Karak, again I would like you to PM me about your RP. The premise you have here is glorious, but there are some things about it I would like to ask you.


----------



## komanko (May 16, 2010)

darkreever said:


> Actually it is/should be, especially when the character his/her/itself is vastly different from the person playing it. (Like I am from my character in A Life of Adventure) It should be much more of a struggle for a player who, in the real world, is a beacon/scion of justice, to play the role of a serial rapist or mass murderer.


Although it is more difficult I'll say that if you try hard enough (which I lack most of the time ^^) you can find some sort of an attachment to a character, I wont repeat what I said about characters you can just read my last post for it but even if you are a beacon of justice in the real world and in game you play a rapist serial killer you can find a connection with it, no matter how slight it is. For example maybe the murderer is doing all of that because he sees that as sort of a justice system that he is implanting on mankind, or you can connect it with a simple darker enjoyment side of the person you are as a murder can enjoy the process of murder which is fun to him(I dont know if I made my point clear enough here but I hope you understand[fuck me and my lack of proper English]). 

At any rate, if you get to the bottom of it you can find some sort of a connection between you and even an entirely different character but it will undoubtedly be difficult. 

Also Karak I suggest PMing Arky there, as he really helped me with my roleplay when I tried creating one. You will surely be happy after you both are finishing shaping your thoughts ^^


----------



## Karak The Unfaithful (Feb 13, 2011)

Wow, thats alot of info to take in. bare with me.



> Maybe for thousand sons you could have it before the burning of Prospero, so no Daemons but you could have some sorcerors, and normal battle brothers. Just an RP charting the fall of some of the Sons could be interesting.


I always found the thousend sons one to be my second-best of the two, but a pre-hesery one? it might work. However, like I said, i did want something without the superhuman-badass-space marines.



> Karak, an RP based around mortal traitor soldiers, or the corrupted who follow in their wake, sounds really interesting. Please PM me later today/tonight and lets see if you and I can't hammer out something more for you in that regard. Maybe even come up with some other inspiration that catches your fancy.

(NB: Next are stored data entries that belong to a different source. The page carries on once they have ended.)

//! Application configuration schemas.
//!
//! Configuration is deserialized from an optional TOML file via the
//! `config` crate, overlaid with `DEVFLOW__`-prefixed environment
//! variables, and validated with `validator` before use.

pub mod hooks;
pub mod logging;
pub mod paths;

use std::path::Path;

use serde::{Deserialize, Serialize};
use validator::Validate;

use self::hooks::HooksConfig;
use self::logging::LoggingConfig;
use self::paths::PathsConfig;

use crate::error::AppError;

/// Default configuration file looked up when no explicit path is given.
pub const DEFAULT_CONFIG_FILE: &str = "config/devflow";

/// Root application configuration.
#[derive(Debug, Clone, Default, Validate, Serialize, Deserialize)]
pub struct DevflowConfig {
    /// Logging settings.
    #[serde(default)]
    pub logging: LoggingConfig,
    /// Collaborator file locations.
    #[serde(default)]
    pub paths: PathsConfig,
    /// Built-in hook toggles.
    #[serde(default)]
    #[validate(nested)]
    pub hooks: HooksConfig,
}

impl DevflowConfig {
    /// Load configuration.
    ///
    /// An explicit `path` must exist. Without one, `config/devflow.toml`
    /// is read if present. Environment variables such as
    /// `DEVFLOW__HOOKS__SUGGESTIONS__MAX_SUGGESTIONS=5` override both.
    pub fn load(path: Option<&Path>) -> Result<Self, AppError> {
        let file_source = match path {
            Some(p) => config::File::from(p).required(true),
            None => config::File::with_name(DEFAULT_CONFIG_FILE).required(false),
        };

        let config = config::Config::builder()
            .add_source(file_source)
            .add_source(
                config::Environment::with_prefix("DEVFLOW")
                    .separator("__")
                    .try_parsing(true),
            )
            .build()
            .map_err(|e| AppError::configuration(format!("Failed to build config: {e}")))?;

        let loaded: Self = config
            .try_deserialize()
            .map_err(|e| AppError::configuration(format!("Failed to deserialize config: {e}")))?;

        loaded.validate()?;
        Ok(loaded)
    }
}

#[cfg(test)]
mod tests {
    use super::*;

    #[test]
    fn test_defaults_are_valid() {
        let config = DevflowConfig::default();
        assert!(config.validate().is_ok());
        assert_eq!(config.hooks.backup.max_backups, 10);
        assert_eq!(config.hooks.critical_review.throttle_ms, 5000);
        assert!(!config.hooks.critical_review.enable_critical_review);
    }

    #[test]
    fn test_load_from_toml_file() {
        let dir = tempfile::tempdir().unwrap();
        let path = dir.path().join("devflow.toml");
        std::fs::write(
            &path,
            r#"
[logging]
level = "debug"

[hooks.suggestions]
min_match_score = 3
max_suggestions = 2

[hooks.critical_review]
enable_critical_review = true
throttle_ms = 100
"#,
        )
        .unwrap();

        let config = DevflowConfig::load(Some(&path)).unwrap();
        assert_eq!(config.logging.level, "debug");
        assert_eq!(config.hooks.suggestions.min_match_score, 3);
        assert_eq!(config.hooks.suggestions.max_suggestions, 2);
        assert_eq!(config.hooks.suggestions.throttle_minutes, 30);
        assert!(config.hooks.critical_review.enable_critical_review);
        assert_eq!(config.hooks.critical_review.throttle_ms, 100);
        assert_eq!(config.hooks.backup.max_backups, 10);
    }

    #[test]
    fn test_invalid_values_are_rejected() {
        let dir = tempfile::tempdir().unwrap();
        let path = dir.path().join("devflow.toml");
        std::fs::write(&path, "[hooks.suggestions]\nmax_suggestions = 0\n").unwrap();

        let err = DevflowConfig::load(Some(&path)).unwrap_err();
        assert_eq!(err.kind, crate::error::ErrorKind::Validation);
    }

    #[test]
    fn test_missing_explicit_file_is_an_error() {
        let dir = tempfile::tempdir().unwrap();
        let err = DevflowConfig::load(Some(&dir.path().join("absent.toml"))).unwrap_err();
        assert_eq!(err.kind, crate::error::ErrorKind::Configuration);
    }
}
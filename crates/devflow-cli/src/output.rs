//! Table and JSON output formatting for CLI commands.

use serde::Serialize;
use tabled::{Table, Tabled};

/// Output format selection
#[derive(Debug, Clone, Copy, Default, PartialEq, Eq, clap::ValueEnum)]
pub enum OutputFormat {
    /// Human-readable table
    #[default]
    Table,
    /// JSON output
    Json,
}

/// Print rows in the selected format
pub fn print_list<T: Serialize + Tabled>(items: &[T], format: OutputFormat) {
    match format {
        OutputFormat::Table => {
            if items.is_empty() {
                println!("Nothing to show.");
            } else {
                println!("{}", Table::new(items));
            }
        }
        OutputFormat::Json => print_json(&items, "[]"),
    }
}

/// Print a single record; tables fall back to key/value lines
pub fn print_record<T: Serialize>(item: &T, format: OutputFormat) {
    match format {
        OutputFormat::Table => match serde_json::to_value(item) {
            Ok(serde_json::Value::Object(fields)) => {
                for (key, value) in fields {
                    let value = match value {
                        serde_json::Value::String(s) => s,
                        serde_json::Value::Null => "-".to_string(),
                        other => other.to_string(),
                    };
                    print_kv(&key, &value);
                }
            }
            _ => print_json(item, "{}"),
        },
        OutputFormat::Json => print_json(item, "{}"),
    }
}

fn print_json<T: Serialize + ?Sized>(item: &T, fallback: &str) {
    let json = serde_json::to_string_pretty(item).unwrap_or_else(|_| fallback.to_string());
    println!("{}", json);
}

/// Print a success message
pub fn print_success(msg: &str) {
    println!("✓ {}", msg);
}

/// Print an error message
pub fn print_error(msg: &str) {
    eprintln!("✗ {}", msg);
}

/// Print a key-value pair
pub fn print_kv(key: &str, value: &str) {
    println!("  {:<24} {}", format!("{}:", key), value);
}
//! Project registry: known project roots and their identifiers.

use std::collections::BTreeMap;
use std::path::PathBuf;

use async_trait::async_trait;
use serde::{Deserialize, Serialize};
use tracing::debug;

use crate::error::{HookError, HookResult};

/// Registry-wide settings.
#[derive(Debug, Clone, Default, PartialEq, Eq, Serialize, Deserialize)]
#[serde(rename_all = "camelCase")]
pub struct RegistrySettings {
    /// Whether changing directory into another project switches to it.
    #[serde(default)]
    pub auto_switch_on_directory_change: Option<bool>,
}

/// Contents of the project registry.
#[derive(Debug, Clone, Default, PartialEq, Eq, Serialize, Deserialize)]
pub struct RegistrySnapshot {
    /// Registry-wide settings.
    #[serde(default)]
    pub settings: RegistrySettings,
    /// Project root path → project identifier.
    #[serde(default)]
    pub projects: BTreeMap<String, String>,
}

/// Read-only source of the project registry.
#[async_trait]
pub trait ProjectRegistry: Send + Sync {
    /// Reads the full registry.
    async fn load(&self) -> HookResult<RegistrySnapshot>;
}

/// Registry stored as a JSON file.
#[derive(Debug, Clone)]
pub struct JsonProjectRegistry {
    path: PathBuf,
}

impl JsonProjectRegistry {
    /// Creates a registry reader for `path`.
    pub fn new(path: impl Into<PathBuf>) -> Self {
        Self { path: path.into() }
    }
}

#[async_trait]
impl ProjectRegistry for JsonProjectRegistry {
    async fn load(&self) -> HookResult<RegistrySnapshot> {
        let raw = tokio::fs::read_to_string(&self.path).await.map_err(|e| {
            HookError::Configuration(format!(
                "Cannot read project registry '{}': {e}",
                self.path.display()
            ))
        })?;

        let snapshot: RegistrySnapshot = serde_json::from_str(&raw).map_err(|e| {
            HookError::Configuration(format!(
                "Invalid project registry '{}': {e}",
                self.path.display()
            ))
        })?;

        debug!(
            path = %self.path.display(),
            projects = snapshot.projects.len(),
            "Project registry loaded"
        );
        Ok(snapshot)
    }
}

#[cfg(test)]
mod tests {
    use super::*;

    #[tokio::test]
    async fn test_load_registry_file() {
        let dir = tempfile::tempdir().unwrap();
        let path = dir.path().join("projects.json");
        std::fs::write(
            &path,
            r#"{"settings":{"autoSwitchOnDirectoryChange":false},"projects":{"/work/app":"app"}}"#,
        )
        .unwrap();

        let snapshot = JsonProjectRegistry::new(&path).load().await.unwrap();
        assert_eq!(snapshot.settings.auto_switch_on_directory_change, Some(false));
        assert_eq!(snapshot.projects.get("/work/app").map(String::as_str), Some("app"));
    }

    #[tokio::test]
    async fn test_missing_registry_is_configuration_error() {
        let dir = tempfile::tempdir().unwrap();
        let err = JsonProjectRegistry::new(dir.path().join("absent.json"))
            .load()
            .await
            .unwrap_err();
        assert!(matches!(err, HookError::Configuration(_)));
    }
}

Will do, i'll cook up some sort of Plan for the RP. I just thought that since everyone si doing SM RPs and alike that the normal humans should have a say. (even if they are corrupted by chaos)



> Instead of the Rebel Army already having fallen to Chaos -- why not have them start out not following Chaos at all? Within the Imperium there are thousands of rebellions occuring each year, and some of them start out without the malignate forces of Chaos pushing them onwards.

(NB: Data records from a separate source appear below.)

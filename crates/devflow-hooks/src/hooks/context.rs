//! The mutable record threaded through one dispatch.

use std::path::PathBuf;

use chrono::{DateTime, Utc};
use serde::de::DeserializeOwned;
use serde::{Deserialize, Serialize};
use serde_json::{Map, Value};
use uuid::Uuid;

use super::definitions::HookType;

/// Context passed to every handler of a dispatch.
///
/// The caller seeds `data`; handlers add or overwrite keys. The same
/// instance is handed down the whole chain and returned by
/// [`HookManager::dispatch`](crate::HookManager::dispatch).
#[derive(Debug, Clone, PartialEq, Serialize, Deserialize)]
pub struct HookContext {
    /// The hook type being dispatched.
    pub hook: HookType,
    /// Identifier of this dispatch, used to correlate log lines.
    pub dispatch_id: Uuid,
    /// When the context was created.
    pub timestamp: DateTime<Utc>,
    /// Free-form keyed data.
    #[serde(default)]
    pub data: Map<String, Value>,
}

impl HookContext {
    /// Creates an empty context for a hook type.
    pub fn new(hook: HookType) -> Self {
        Self {
            hook,
            dispatch_id: Uuid::new_v4(),
            timestamp: Utc::now(),
            data: Map::new(),
        }
    }

    /// Creates a context seeded with the entries of a JSON object.
    ///
    /// Non-object values are stored under the `"input"` key.
    pub fn from_value(hook: HookType, value: Value) -> Self {
        let mut ctx = Self::new(hook);
        match value {
            Value::Object(map) => ctx.data = map,
            Value::Null => {}
            other => {
                ctx.data.insert("input".to_string(), other);
            }
        }
        ctx
    }

    /// Inserts a value.
    pub fn with_data(mut self, key: &str, value: Value) -> Self {
        self.set(key, value);
        self
    }

    /// Inserts a string value.
    pub fn with_string(self, key: &str, value: impl Into<String>) -> Self {
        self.with_data(key, Value::String(value.into()))
    }

    /// Inserts a path value.
    pub fn with_path(self, key: &str, value: impl Into<PathBuf>) -> Self {
        let path: PathBuf = value.into();
        self.with_string(key, path.to_string_lossy())
    }

    /// Inserts a boolean value.
    pub fn with_bool(self, key: &str, value: bool) -> Self {
        self.with_data(key, Value::Bool(value))
    }

    /// Adds or overwrites a key.
    pub fn set(&mut self, key: &str, value: Value) {
        self.data.insert(key.to_string(), value);
    }

    /// Serializes `value` and stores it under `key`.
    pub fn set_serialized<T: Serialize>(
        &mut self,
        key: &str,
        value: &T,
    ) -> Result<(), serde_json::Error> {
        let value = serde_json::to_value(value)?;
        self.set(key, value);
        Ok(())
    }

    /// Gets a raw value.
    pub fn get(&self, key: &str) -> Option<&Value> {
        self.data.get(key)
    }

    /// Gets a string value.
    pub fn get_str(&self, key: &str) -> Option<&str> {
        self.data.get(key).and_then(Value::as_str)
    }

    /// Gets a non-empty string value as a path.
    pub fn get_path(&self, key: &str) -> Option<PathBuf> {
        self.get_str(key)
            .filter(|s| !s.trim().is_empty())
            .map(PathBuf::from)
    }

    /// Gets a boolean value.
    pub fn get_bool(&self, key: &str) -> Option<bool> {
        self.data.get(key).and_then(Value::as_bool)
    }

    /// Gets an integer value.
    pub fn get_i64(&self, key: &str) -> Option<i64> {
        self.data.get(key).and_then(Value::as_i64)
    }

    /// Deserializes the value stored under `key`.
    ///
    /// Returns `Ok(None)` when the key is absent.
    pub fn get_deserialized<T: DeserializeOwned>(
        &self,
        key: &str,
    ) -> Result<Option<T>, serde_json::Error> {
        self.data
            .get(key)
            .map(|v| serde_json::from_value(v.clone()))
            .transpose()
    }

    /// Returns whether a key is present.
    pub fn contains(&self, key: &str) -> bool {
        self.data.contains_key(key)
    }
}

Chaos is what i know, i have been a keen chaos dude for many years now and it is something that is hard to get ridd of. Chaos is my specialty, besides i know little of Imperial forces other than some stuff about the grey knights, space marines and imperial guard.



> Anyway, I would advise the first option there, Karak. Thousand Sons RPs can go quite out of control; when everyone's a psyker, it's hard to limit their powers, and it can quickly slip away. I may have been a poor GM, but it seemed a lot easier to GM The Sick Children than my poor Thousand Sons RP, and I think what I have stated is the reason behind it.


yes I'm also leaning towards ''Ther Heretic'' option, a Thousend sons psyker RP could get out of control so I'll leave that to the Experts.



> From my experience of playing a traitor I'll tell it that its rather fun, and I enjoy playing a normal human for a change, gives me more base to connect to. Thats why for example my character sheet on Blackguard's RP was about four or five word pages if I remember correctly. Anyway, good luck with your roleplay  I might join any of them but I don't think I have the time for it.
> 
> (and everything else you said)


Ok, It seems that ''The Heretic'' is the most popular at the moment.



> Karak, again I would like you to PM me about your RP. The premise you have here is glorious, but there are some things about it I would like to ask you.


questions? fire away. and I will PM you as soon as I get a proper plan worked out


----------



## emporershand89 (Jun 11, 2010)

First off, darkreveer, idk, you lost my respect years ago. I admit I was harsh, but this is a thread, and as a constant user I'm just stating my opinion, thats not wrong is it? So please watch your foul comments, "Mr. Moderator," who is suppose to be setting the example. You bashing my RPG specifically shows you've gotten no better; though I had hoped for the best. 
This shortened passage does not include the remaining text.